Eleven-Year-Old Boys, Touching Women on the Subway
CONTENT WARNING: Sexual assault.
I’ll bet many cisgendered heterosexual men have a story like this. After telling it, I’ll describe how I understand its origins, and the ways in which I’ve felt guilt and shame shut down its lessons.
1982. My friend showed me how to do it on the way to school. When the subway car was packed, boys our size could easily maneuver into position behind women, with our palms facing out.
The women were going to work. Form-fitting skirts were the uniform. The general mood was claustrophobic. It was easy to pretend you had no choice but to be stuck with your hand wedged in there, just like so, cupping.
If a woman felt something suspicious, we could plead innocence, break out the baby face. It was like we knew how to find that first entitled space between “boys are not men” and “boys will be boys”. How did we know?
If my friend and I were in eyeshot of each other while standing behind our marks, he would grin and I would grin back. He was teaching me how to steal pleasure. It was like the next level up from shoplifting at the convenience store. Bodies were candy. We stood eighteen inches shorter than the average adult height: no one could see our eyes.
I did it. Again and again. Every time, my heart raced and my ears burned. Every tiny sensation was sharpened by taboo.
The taboo wasn’t against touching persons with rights and feelings. It wasn’t about violating consent. We would have had no idea what consent was.

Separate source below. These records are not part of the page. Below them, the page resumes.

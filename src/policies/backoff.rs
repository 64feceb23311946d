//! # Backoff between reconnect iterations.
//!
//! [`BackoffPolicy`] computes how long the reconnect loop sleeps before iteration `n`.
//! It is parameterized by:
//! - [`BackoffPolicy::first`] the delay before the first iteration;
//! - [`BackoffPolicy::factor`] the multiplicative growth factor (`1.0` = fixed delay);
//! - [`BackoffPolicy::max`] the cap.
//!
//! The base delay for iteration `n` (0-indexed) is `first × factor^n`, clamped to `max`,
//! then jitter is applied. The base depends only on `n`, so jitter never compounds.
//!
//! The default is a fixed 2 s delay.
//!
//! # Example
//! ```rust
//! use std::time::Duration;
//! use amqpstream::{BackoffPolicy, JitterPolicy};
//!
//! assert_eq!(BackoffPolicy::default().next(7), Duration::from_secs(2));
//!
//! let backoff = BackoffPolicy::exponential(Duration::from_millis(500), Duration::from_secs(8), 2.0);
//! assert_eq!(backoff.next(0), Duration::from_millis(500));
//! assert_eq!(backoff.next(2), Duration::from_secs(2));
//! assert_eq!(backoff.next(10), Duration::from_secs(8));
//! ```

use std::time::Duration;

use crate::policies::jitter::JitterPolicy;

/// Delay before the first reconnect iteration under the default policy.
pub const DEFAULT_RECONNECT_DELAY: Duration = Duration::from_millis(2000);

/// Reconnect backoff policy.
#[derive(Clone, Copy, Debug, PartialEq)]
pub struct BackoffPolicy {
    /// Delay before the first iteration.
    pub first: Duration,
    /// Maximum delay.
    pub max: Duration,
    /// Multiplicative growth factor (`>= 1.0` recommended).
    pub factor: f64,
    /// Randomization applied to each delay.
    pub jitter: JitterPolicy,
}

impl Default for BackoffPolicy {
    /// Fixed 2 s delay, no jitter.
    fn default() -> Self {
        Self::fixed(DEFAULT_RECONNECT_DELAY)
    }
}

impl BackoffPolicy {
    /// Same delay before every iteration.
    pub fn fixed(delay: Duration) -> Self {
        Self {
            first: delay,
            max: delay,
            factor: 1.0,
            jitter: JitterPolicy::None,
        }
    }

    /// Delay growing by `factor` per iteration, capped at `max`.
    pub fn exponential(first: Duration, max: Duration, factor: f64) -> Self {
        Self {
            first,
            max,
            factor,
            jitter: JitterPolicy::None,
        }
    }

    /// Replaces the jitter policy.
    pub fn with_jitter(mut self, jitter: JitterPolicy) -> Self {
        self.jitter = jitter;
        self
    }

    /// Computes the delay before iteration `attempt` (0-indexed).
    ///
    /// Non-finite or negative intermediate values fall back to `max`.
    pub fn next(&self, attempt: u32) -> Duration {
        let exp = attempt.min(i32::MAX as u32) as i32;
        let secs = self.first.as_secs_f64() * self.factor.powi(exp);

        let base = if secs.is_finite() && secs >= 0.0 && secs <= self.max.as_secs_f64() {
            Duration::from_secs_f64(secs)
        } else {
            self.max
        };

        match self.jitter {
            JitterPolicy::Decorrelated => {
                self.jitter
                    .apply_decorrelated(self.first.min(self.max), base, self.max)
            }
            _ => self.jitter.apply(base),
        }
    }
}

#[cfg(test)]
mod tests {
    use super::*;

    #[test]
    fn test_default_is_fixed_two_seconds() {
        let policy = BackoffPolicy::default();
        for attempt in [0, 1, 5, 1000, u32::MAX] {
            assert_eq!(policy.next(attempt), Duration::from_millis(2000));
        }
    }

    #[test]
    fn test_exponential_growth_and_cap() {
        let policy =
            BackoffPolicy::exponential(Duration::from_millis(100), Duration::from_secs(1), 2.0);
        assert_eq!(policy.next(0), Duration::from_millis(100));
        assert_eq!(policy.next(1), Duration::from_millis(200));
        assert_eq!(policy.next(3), Duration::from_millis(800));
        assert_eq!(policy.next(4), Duration::from_secs(1));
        assert_eq!(policy.next(u32::MAX), Duration::from_secs(1));
    }

    #[test]
    fn test_first_above_max_is_capped() {
        let policy = BackoffPolicy::exponential(Duration::from_secs(10), Duration::from_secs(5), 2.0);
        assert_eq!(policy.next(0), Duration::from_secs(5));
    }

    #[test]
    fn test_equal_jitter_stays_within_half_and_full_base() {
        let policy = BackoffPolicy::fixed(Duration::from_millis(1000)).with_jitter(JitterPolicy::Equal);
        for attempt in 0..50 {
            let delay = policy.next(attempt);
            assert!(delay >= Duration::from_millis(500));
            assert!(delay <= Duration::from_millis(1000));
        }
    }

    #[test]
    fn test_full_jitter_never_exceeds_base() {
        let policy =
            BackoffPolicy::exponential(Duration::from_millis(100), Duration::from_secs(30), 2.0)
                .with_jitter(JitterPolicy::Full);
        for attempt in 0..12 {
            let base = Duration::from_millis(100 * 2u64.pow(attempt)).min(Duration::from_secs(30));
            assert!(policy.next(attempt) <= base);
        }
    }

    #[test]
    fn test_decorrelated_jitter_respects_floor_and_cap() {
        let policy =
            BackoffPolicy::exponential(Duration::from_millis(100), Duration::from_secs(30), 2.0)
                .with_jitter(JitterPolicy::Decorrelated);
        for _ in 0..100 {
            let delay = policy.next(8);
            assert!(delay >= Duration::from_millis(100));
            assert!(delay <= Duration::from_secs(30));
        }
    }
}
use crate::broker::ControlPlane;
use crate::config::{ControlAddress, ExchangeConfig};
use crate::error::BrokerError;
use crate::topology::ControlSession;

/// Declares one exchange over its own control connection.
pub(crate) async fn declare(
    control: &dyn ControlPlane,
    addr: &ControlAddress,
    exchange: &ExchangeConfig,
) -> Result<(), BrokerError> {
    let session = ControlSession::open(control, addr).await?;
    let outcome = session.channel().exchange_declare(exchange).await;
    session.finish(outcome).await
}

#[cfg(test)]
mod tests {
    use super::*;
    use crate::broker::memory::MemoryBroker;
    use crate::config::{ClientConfig, ExchangeKind, StreamConfig};

    fn addr() -> ControlAddress {
        ClientConfig::new(StreamConfig::new("events")).control_address()
    }

    #[tokio::test]
    async fn test_declares_and_closes_session() {
        let broker = MemoryBroker::new();
        let ex = ExchangeConfig::new("ex1", ExchangeKind::Topic);

        declare(&broker, &addr(), &ex).await.unwrap();

        assert_eq!(broker.exchange("ex1"), Some(ex));
        assert_eq!(broker.open_control_connections(), 0);
    }

    #[tokio::test]
    async fn test_failure_is_verbatim_and_session_still_closed() {
        let broker = MemoryBroker::new();
        broker.fail_exchange_declare("ex1");

        let err = declare(&broker, &addr(), &ExchangeConfig::new("ex1", ExchangeKind::Topic))
            .await
            .unwrap_err();

        assert_eq!(err.as_label(), "broker_protocol");
        assert_eq!(broker.open_control_connections(), 0);
    }

    #[tokio::test]
    async fn test_mismatched_redeclare_is_rejected() {
        let broker = MemoryBroker::new();
        declare(&broker, &addr(), &ExchangeConfig::new("ex1", ExchangeKind::Topic))
            .await
            .unwrap();

        let err = declare(&broker, &addr(), &ExchangeConfig::new("ex1", ExchangeKind::Fanout))
            .await
            .unwrap_err();
        assert!(matches!(err, BrokerError::PreconditionFailed { .. }));
    }
}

The taboo was about punishment. It was about our status among men who hit us at school, and would hit us for this for sure if they caught us, even if they themselves broke these same laws — set up not out of a sense of equality, but to establish women as daughters, wives, property.
Every taboo is about conflict. On one hand, we didn’t want to be punished. On the other, we knew that being punished was a form of receiving attention. Every desire was framed through a haze of sadomasochism.
Acting upon the bodies of others as if they were objects was at the heart of our training. Seeing ourselves as objects to be inflated, to gobble up space defensively, was the natural result.
I don’t know how long I did it for. Two weeks, maybe. It felt both addictive and powerful and within the natural order of things.
I remember the moment it stopped. A black woman felt my hand on her backside, and unlike the others before, turned around in that tight space and looked me straight in the eye. She made a teeth-sucking sound. I was paralyzed.
Her eyes said a thousand things. At the time I understood one:
How dare you?
Remembering her, I hear her say more. She was saying she knew exactly what I was up to. That she was used to it. That my white skin elided with a history of humiliations, personal and shared.
She was also saying she wasn’t afraid of me. She’d dealt with far worse. I was small. I had nothing but my crew cut and my narcissism, and she knew it. She could crush me, physically and emotionally. Instead, she froze me with her gaze: boundaried, yet somehow parental. She absorbed my entitlement. She performed a kind of work in that moment that I imagine has exhausted her, because it likely never ended.
Perhaps the stress of misogyny made her sick later in life. I wonder if it would have been better for her to discharge in that moment. She could have twisted my ear hard, and, like our own groping hands, no one would have seen. A physical punishment would have made me hesitant to try it again. But it also would have kept the exchange locked in danger and retribution. It may have doubled the dare. I was lucky.
I’m writing in response to the #metoo challenges to men to describe their involvement in and complicity with sexual assault. I’ve seen a lot of brave confessions out there. What I’d like to communicate with this boyhood story is how seamlessly many of us can be naturalized into these behaviours. We arrive in the land of men, and have to learn the language.
My friend was an otherwise kind, silly, playful boy. He was good at piano, and had a clown-ass run that made us all laugh when we played British bulldog. He didn’t invent casual subway assault. He learned it from an older boy, and so on, back through a brotherhood of entitlement apportioned through male violence and its scorekeeping.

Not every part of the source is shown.